→ **Task description**
Scan the records below for the line containing "print_events(&[event], json)?;" and the line containing "filename crates/mindease-core/src/storage/memory.rs". Copy both, plus every line between, exactly.

→ **Provided records**
● ● ● ● ● ● ●

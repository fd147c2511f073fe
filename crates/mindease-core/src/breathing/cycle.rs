use serde::{Deserialize, Serialize};

use crate::error::ValidationError;

#[derive(Debug, Clone, Copy, PartialEq, Eq, Serialize, Deserialize)]
pub enum PhaseName {
    Inhale,
    Hold,
    Exhale,
}

impl PhaseName {
    pub fn label(&self) -> &'static str {
        match self {
            PhaseName::Inhale => "Inhale",
            PhaseName::Hold => "Hold",
            PhaseName::Exhale => "Exhale",
        }
    }
}

impl std::fmt::Display for PhaseName {
    fn fmt(&self, f: &mut std::fmt::Formatter<'_>) -> std::fmt::Result {
        f.write_str(self.label())
    }
}

#[derive(Debug, Clone, Copy, PartialEq, Eq, Serialize, Deserialize)]
pub struct Phase {
    pub name: PhaseName,
    pub duration_secs: u64,
}

impl Phase {
    pub fn new(name: PhaseName, duration_secs: u64) -> Self {
        Self {
            name,
            duration_secs,
        }
    }

    /// Get phase duration in milliseconds.
    ///
    /// Uses saturating arithmetic to prevent overflow with large values.
    pub fn duration_ms(&self) -> u64 {
        self.duration_secs.saturating_mul(1000)
    }
}

/// Ordered, cyclic sequence of breathing phases.
///
/// Read-only once built; the runner wraps back to the first phase after the
/// last one.
#[derive(Debug, Clone, PartialEq, Eq, Serialize)]
pub struct BreathingCycle {
    phases: Vec<Phase>,
}

impl BreathingCycle {
    /// # Errors
    /// Returns an error if `phases` is empty or any phase lasts zero seconds.
    pub fn new(phases: Vec<Phase>) -> Result<Self, ValidationError> {
        if phases.is_empty() {
            return Err(ValidationError::EmptyCycle);
        }
        if let Some(phase) = phases.iter().find(|p| p.duration_secs == 0) {
            return Err(ValidationError::ZeroDuration {
                phase: phase.name.to_string(),
            });
        }
        Ok(Self { phases })
    }

    pub fn phases(&self) -> &[Phase] {
        &self.phases
    }

    pub fn len(&self) -> usize {
        self.phases.len()
    }

    pub fn is_empty(&self) -> bool {
        self.phases.is_empty()
    }

    pub fn get(&self, index: usize) -> Option<&Phase> {
        self.phases.get(index)
    }

    /// Index of the phase after `index`, wrapping to 0.
    pub fn next_index(&self, index: usize) -> usize {
        (index + 1) % self.phases.len()
    }

    pub fn total_duration_secs(&self) -> u64 {
        self.phases.iter().map(|p| p.duration_secs).sum()
    }
}

impl Default for BreathingCycle {
    /// Inhale 4s, hold 4s, exhale 6s.
    fn default() -> Self {
        Self {
            phases: vec![
                Phase::new(PhaseName::Inhale, 4),
                Phase::new(PhaseName::Hold, 4),
                Phase::new(PhaseName::Exhale, 6),
            ],
        }
    }
}
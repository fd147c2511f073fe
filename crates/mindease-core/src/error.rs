//! Core error types for mindease-core.
//!
//! Nothing in the core is fatal: storage and collaborator failures are
//! logged and swallowed at the component boundary. These types describe what
//! went wrong for the callers that do want to know (backends, config, CLI).

use std::path::PathBuf;
use thiserror::Error;

/// Core error type for mindease-core.
#[derive(Error, Debug)]
pub enum CoreError {
    /// Key-value storage errors
    #[error("Storage error: {0}")]
    Storage(#[from] StorageError),

    /// Configuration-related errors
    #[error("Configuration error: {0}")]
    Config(#[from] ConfigError),

    /// Validation errors
    #[error("Validation error: {0}")]
    Validation(#[from] ValidationError),
}

/// Storage backend errors.
#[derive(Error, Debug)]
pub enum StorageError {
    /// Failed to open the backing database
    #[error("Failed to open store at {path}: {source}")]
    OpenFailed {
        path: PathBuf,
        #[source]
        source: rusqlite::Error,
    },

    /// Query execution failed
    #[error("Query failed: {0}")]
    QueryFailed(String),

    /// Database is locked by another writer
    #[error("Store is locked")]
    Locked,

    /// In-memory store lock was poisoned by a panicking writer
    #[error("Store lock poisoned")]
    Poisoned,
}

/// Configuration-specific errors.
#[derive(Error, Debug)]
pub enum ConfigError {
    /// Failed to load configuration
    #[error("Failed to load configuration from {path}: {message}")]
    LoadFailed { path: PathBuf, message: String },

    /// Failed to save configuration
    #[error("Failed to save configuration to {path}: {message}")]
    SaveFailed { path: PathBuf, message: String },

    /// Key does not exist in the configuration tree
    #[error("unknown config key: {0}")]
    UnknownKey(String),

    /// Invalid configuration value
    #[error("Invalid configuration value for '{key}': {message}")]
    InvalidValue { key: String, message: String },
}

/// Validation errors.
#[derive(Error, Debug, PartialEq, Eq)]
pub enum ValidationError {
    /// Breathing cycle without phases
    #[error("Breathing cycle must contain at least one phase")]
    EmptyCycle,

    /// Phase with zero duration
    #[error("Phase '{phase}' must last at least one second")]
    ZeroDuration { phase: String },

    /// Runner poll interval of zero
    #[error("Breathing poll interval must be at least one millisecond")]
    ZeroPollInterval,

    /// Exercise duration of zero
    #[error("Exercise duration must be positive")]
    ZeroExerciseDuration,
}

impl From<rusqlite::Error> for StorageError {
    fn from(err: rusqlite::Error) -> Self {
        match &err {
            rusqlite::Error::SqliteFailure(code, _msg) => {
                if code.code == rusqlite::ErrorCode::DatabaseLocked
                    || code.code == rusqlite::ErrorCode::DatabaseBusy
                {
                    StorageError::Locked
                } else {
                    StorageError::QueryFailed(err.to_string())
                }
            }
            _ => StorageError::QueryFailed(err.to_string()),
        }
    }
}

/// Result type alias for CoreError
pub type Result<T, E = CoreError> = std::result::Result<T, E>;
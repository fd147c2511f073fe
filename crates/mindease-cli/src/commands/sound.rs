use clap::Subcommand;

use super::{open_companion, print_events};

#[derive(Subcommand)]
pub enum SoundAction {
    /// Flip sound cues on or off
    Toggle,
    /// Print whether sound cues are on
    Status,
}

pub fn run(action: SoundAction) -> Result<(), Box<dyn std::error::Error>> {
    let mut companion = open_companion()?;

    match action {
        SoundAction::Toggle => {
            let event = companion.toggle_sound();
            print_events(&[event], false)?;
        }
        SoundAction::Status => {
            let on = companion.audio().sound_enabled();
            println!("{}", if on { "On" } else { "Off" });
        }
    }
    Ok(())
}
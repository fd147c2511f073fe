use clap::Subcommand;
use mindease_core::Mood;

use super::{open_companion, print_events};

#[derive(Subcommand)]
pub enum MoodAction {
    /// Set the current mood without checking in
    Set {
        /// Happy, Calm, Stressed or Anxious
        mood: String,
        #[arg(long)]
        json: bool,
    },
    /// Print the current mood
    Show,
}

pub fn run(action: MoodAction) -> Result<(), Box<dyn std::error::Error>> {
    let mut companion = open_companion()?;

    match action {
        MoodAction::Set { mood, json } => {
            let event = companion.set_mood(Mood::from(mood));
            print_events(&[event], json)?;
        }
        MoodAction::Show => match companion.current_mood() {
            Some(mood) => match mood.color() {
                Some(color) => println!("{mood} ({color})"),
                None => println!("{mood}"),
            },
            None => println!("unset"),
        },
    }
    Ok(())
}
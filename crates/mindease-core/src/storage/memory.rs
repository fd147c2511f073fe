//! In-memory key-value store for tests and ephemeral sessions.

use std::collections::HashMap;
use std::sync::Mutex;

use super::KeyValueStore;
use crate::error::StorageError;

#[derive(Debug, Default)]
pub struct MemoryStore {
    entries: Mutex<HashMap<String, String>>,
}

impl MemoryStore {
    pub fn new() -> Self {
        Self::default()
    }

    /// Build a store pre-populated with the given entries.
    pub fn with_entries<I, K, V>(entries: I) -> Self
    where
        I: IntoIterator<Item = (K, V)>,
        K: Into<String>,
        V: Into<String>,
    {
        Self {
            entries: Mutex::new(
                entries
                    .into_iter()
                    .map(|(k, v)| (k.into(), v.into()))
                    .collect(),
            ),
        }
    }
}

impl KeyValueStore for MemoryStore {
    fn get(&self, key: &str) -> Result<Option<String>, StorageError> {
        let entries = self.entries.lock().map_err(|_| StorageError::Poisoned)?;
        Ok(entries.get(key).cloned())
    }

    fn set(&self, key: &str, value: &str) -> Result<(), StorageError> {
        let mut entries = self.entries.lock().map_err(|_| StorageError::Poisoned)?;
        entries.insert(key.to_string(), value.to_string());
        Ok(())
    }
}

#[cfg(test)]
mod tests {
    use super::*;

    #[test]
    fn get_missing_returns_none() {
        let store = MemoryStore::new();
        assert!(store.get("nope").unwrap().is_none());
    }

    #[test]
    fn set_overwrites() {
        let store = MemoryStore::with_entries([("k", "a")]);
        store.set("k", "b").unwrap();
        assert_eq!(store.get("k").unwrap().as_deref(), Some("b"));
    }
}
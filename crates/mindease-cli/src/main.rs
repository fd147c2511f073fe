use clap::{Parser, Subcommand};
use tracing_subscriber::EnvFilter;

mod commands;

#[derive(Parser)]
#[command(name = "mindease", version, about = "MindEase CLI")]
struct Cli {
    #[command(subcommand)]
    command: Commands,
}

#[derive(Subcommand)]
enum Commands {
    /// Current mood
    Mood {
        #[command(subcommand)]
        action: commands::mood::MoodAction,
    },
    /// Select a mood and check in for today
    Checkin(commands::checkin::CheckinArgs),
    /// Record a completed exercise
    Exercise(commands::exercise::ExerciseArgs),
    /// Streak and exercise progress
    Progress {
        #[command(subcommand)]
        action: commands::progress::ProgressAction,
    },
    /// Run a guided breathing session until Ctrl-C
    Breathe(commands::breathe::BreatheArgs),
    /// Breathing sound cues
    Sound {
        #[command(subcommand)]
        action: commands::sound::SoundAction,
    },
    /// Ask the wellness assistant
    Chat(commands::chat::ChatArgs),
    /// Configuration management
    Config {
        #[command(subcommand)]
        action: commands::config::ConfigAction,
    },
}

fn main() {
    tracing_subscriber::fmt()
        .with_env_filter(
            EnvFilter::try_from_default_env().unwrap_or_else(|_| EnvFilter::new("warn")),
        )
        .with_writer(std::io::stderr)
        .init();

    let cli = Cli::parse();
    let result = match cli.command {
        Commands::Mood { action } => commands::mood::run(action),
        Commands::Checkin(args) => commands::checkin::run(args),
        Commands::Exercise(args) => commands::exercise::run(args),
        Commands::Progress { action } => commands::progress::run(action),
        Commands::Breathe(args) => commands::breathe::run(args),
        Commands::Sound { action } => commands::sound::run(action),
        Commands::Chat(args) => commands::chat::run(args),
        Commands::Config { action } => commands::config::run(action),
    };

    if let Err(e) = result {
        eprintln!("error: {e}");
        std::process::exit(1);
    }
}
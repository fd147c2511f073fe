//! Tokio driver for continuation-based breathing sessions.

use std::future::Future;

use super::runner::ContinuationHost;
use crate::events::Event;

/// Sleep through each pending continuation and fire it until the session
/// goes idle or `shutdown` resolves, then stop the host.
///
/// Every event, including those produced by the final stop, is handed to
/// `sink` in order. Stopping on shutdown is what keeps exercise accounting
/// identical to a manual stop.
pub async fn drive<H, F, S>(host: &mut H, mut sink: F, shutdown: S)
where
    H: ContinuationHost,
    F: FnMut(&Event),
    S: Future<Output = ()>,
{
    tokio::pin!(shutdown);

    while let Some(next) = host.pending() {
        tokio::select! {
            _ = &mut shutdown => {
                tracing::debug!("shutdown requested, stopping breathing session");
                break;
            }
            _ = tokio::time::sleep(next.delay()) => {
                for event in host.fire(next.id) {
                    sink(&event);
                }
            }
        }
    }

    for event in host.stop() {
        sink(&event);
    }
}
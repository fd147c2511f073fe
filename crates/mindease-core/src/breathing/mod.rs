mod cycle;
mod driver;
mod runner;

pub use cycle::{BreathingCycle, Phase, PhaseName};
pub use driver::drive;
pub use runner::{
    ring_scale, BreathingRunner, Continuation, ContinuationHost, ContinuationKind, RunnerState,
    RunnerTiming, MAX_SCALE, MIN_SCALE, REMAINING_PLACEHOLDER,
};
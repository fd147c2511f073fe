//! Keyword-matching chat responder.
//!
//! Stateless: the first keyword found in the lowercased message picks the
//! reply, otherwise one of the fallback lines is chosen at random.

use rand::seq::SliceRandom;
use rand::Rng;

const BREATHING_REPLY: &str = "The breathing exercise follows a simple cycle: Inhale for 4 seconds, Hold for 4 seconds, Exhale for 6 seconds. Repeat as many times as feels comfortable. This technique helps activate your body's relaxation response.";
const GREETING_REPLY: &str = "Hi! Welcome to MindEase. I'm here to support your mental wellness. How are you feeling today? Would you like to check your mood, try a breathing exercise, or just chat?";

/// Checked in order; the first substring match wins.
const KEYWORD_REPLIES: &[(&str, &str)] = &[
    ("mood", "How wonderful that you're checking in with your mood! Open the \"How are you feeling today?\" section to log your current feelings. Tracking patterns can help you understand what influences your wellbeing."),
    ("stress", "It's completely normal to feel stressed. Try our guided breathing exercise — even 2-3 minutes can help calm your nervous system. Remember, small steps add up."),
    ("anxiety", "Anxiety can feel overwhelming, but you're not alone. I recommend: 1) Try the guided breathing exercise for immediate relief, 2) Check in with your mood, 3) Take a short break. You've got this."),
    ("breath", BREATHING_REPLY),
    ("breathing", BREATHING_REPLY),
    ("sleep", "Quality sleep is essential for mental health. Try a calming breathing session before bed, and aim for consistency. If sleep is challenging, consider tracking your mood to identify patterns."),
    ("help", "I'm here to support your mental wellness journey. I can help with: mood tracking tips, breathing exercises, stress management, anxiety relief, and general wellness advice. What would help you most right now?"),
    ("thank", "You're welcome! Remember, taking care of your mental health is a gift to yourself. Keep using MindEase to build positive daily habits."),
    ("hello", GREETING_REPLY),
    ("hi", GREETING_REPLY),
];

pub const FALLBACK_REPLIES: [&str; 4] = [
    "That's important to share. Remember, your mental health matters. Is there anything specific I can help with—mood tracking, breathing, or just listening?",
    "I'm here to support you. Would you like to try a guided breathing exercise, check your mood, or just talk?",
    "Thank you for opening up. Taking time for yourself is a positive step. What can I help you with today?",
    "I hear you. Your wellbeing is my priority. Would exploring the features help—like mood tracking or breathing exercises?",
];

/// Reply matched by keyword, if any.
pub fn keyword_reply(message: &str) -> Option<&'static str> {
    let message = message.trim().to_lowercase();
    KEYWORD_REPLIES
        .iter()
        .find(|(keyword, _)| message.contains(keyword))
        .map(|(_, reply)| *reply)
}

/// Reply to a free-text message. Blank input gets no reply.
pub fn respond<R: Rng + ?Sized>(message: &str, rng: &mut R) -> Option<&'static str> {
    if message.trim().is_empty() {
        return None;
    }
    keyword_reply(message).or_else(|| FALLBACK_REPLIES.choose(rng).copied())
}

#[cfg(test)]
mod tests {
    use super::*;
    use rand::rngs::StdRng;
    use rand::SeedableRng;

    #[test]
    fn matches_keyword_case_insensitively() {
        let reply = keyword_reply("I feel SO Stressed out").unwrap();
        assert!(reply.starts_with("It's completely normal to feel stressed"));
    }

    #[test]
    fn earlier_keywords_win() {
        // "mood" is checked before "sleep".
        let reply = keyword_reply("my mood after sleep").unwrap();
        assert!(reply.contains("checking in with your mood"));
    }

    #[test]
    fn hi_matches_inside_words() {
        assert_eq!(keyword_reply("this is fine"), Some(GREETING_REPLY));
    }

    #[test]
    fn falls_back_to_default_pool() {
        let mut rng = StdRng::seed_from_u64(7);
        let reply = respond("purple elephants", &mut rng).unwrap();
        assert!(FALLBACK_REPLIES.contains(&reply));
    }

    #[test]
    fn blank_message_gets_no_reply() {
        let mut rng = StdRng::seed_from_u64(7);
        assert!(respond("   ", &mut rng).is_none());
    }
}
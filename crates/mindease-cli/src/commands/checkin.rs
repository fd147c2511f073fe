use clap::Args;
use mindease_core::Mood;

use super::{open_companion, print_events};

#[derive(Args)]
pub struct CheckinArgs {
    /// Happy, Calm, Stressed or Anxious
    mood: String,
    /// Print events as JSON lines
    #[arg(long)]
    json: bool,
}

pub fn run(args: CheckinArgs) -> Result<(), Box<dyn std::error::Error>> {
    let mut companion = open_companion()?;
    let mood = Mood::from(args.mood);
    if !mood.is_known() {
        tracing::warn!(%mood, "unrecognized mood, checking in without styling");
    }
    let selection = companion.select_mood(mood);

    if args.json {
        println!("{}", serde_json::to_string_pretty(&selection)?);
    } else {
        println!("{}", selection.feedback);
        print_events(&selection.events[1..], false)?;
    }
    Ok(())
}
mod config;
mod memory;
mod sqlite;

pub use config::{BreathingConfig, Config, SoundConfig};
pub use memory::MemoryStore;
pub use sqlite::SqliteStore;

use std::path::PathBuf;

use crate::error::StorageError;

/// Key holding the most recently selected mood (plain string).
pub const CURRENT_MOOD_KEY: &str = "currentMood";
/// Key holding the JSON-encoded progress state.
pub const PROGRESS_KEY: &str = "mindease_progress";
/// Key holding the breathing sound flag (`"true"` / `"false"`).
pub const SOUND_KEY: &str = "breathingSound";

/// String-valued key-value storage.
///
/// The core only ever needs `get` and `set`; backends decide where the
/// strings live. Callers treat failures as non-fatal.
pub trait KeyValueStore {
    fn get(&self, key: &str) -> Result<Option<String>, StorageError>;
    fn set(&self, key: &str, value: &str) -> Result<(), StorageError>;
}

/// Returns `~/.config/mindease[-dev]/` based on MINDEASE_ENV.
///
/// Set MINDEASE_ENV=dev to use the development data directory, or
/// MINDEASE_DATA_DIR to point somewhere else entirely.
///
/// # Errors
/// Returns an error if creating the directory fails.
pub fn data_dir() -> Result<PathBuf, std::io::Error> {
    let dir = match std::env::var_os("MINDEASE_DATA_DIR") {
        Some(dir) => PathBuf::from(dir),
        None => {
            let base_dir = dirs::home_dir()
                .unwrap_or_else(|| PathBuf::from("."))
                .join(".config");
            let env =
                std::env::var("MINDEASE_ENV").unwrap_or_else(|_| "production".to_string());
            if env == "dev" {
                base_dir.join("mindease-dev")
            } else {
                base_dir.join("mindease")
            }
        }
    };

    std::fs::create_dir_all(&dir)?;
    Ok(dir)
}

● ● ● ● ● ● ●

→ **Worked solution**
            print_events(&[event], json)?;
        }
        MoodAction::Show => match companion.current_mood() {
            Some(mood) => match mood.color() {
                Some(color) => println!("{mood} ({color})"),
                None => println!("{mood}"),
            },
            None => println!("unset"),
        },
    }
    Ok(())
}
filename crates/mindease-core/src/storage/memory.rs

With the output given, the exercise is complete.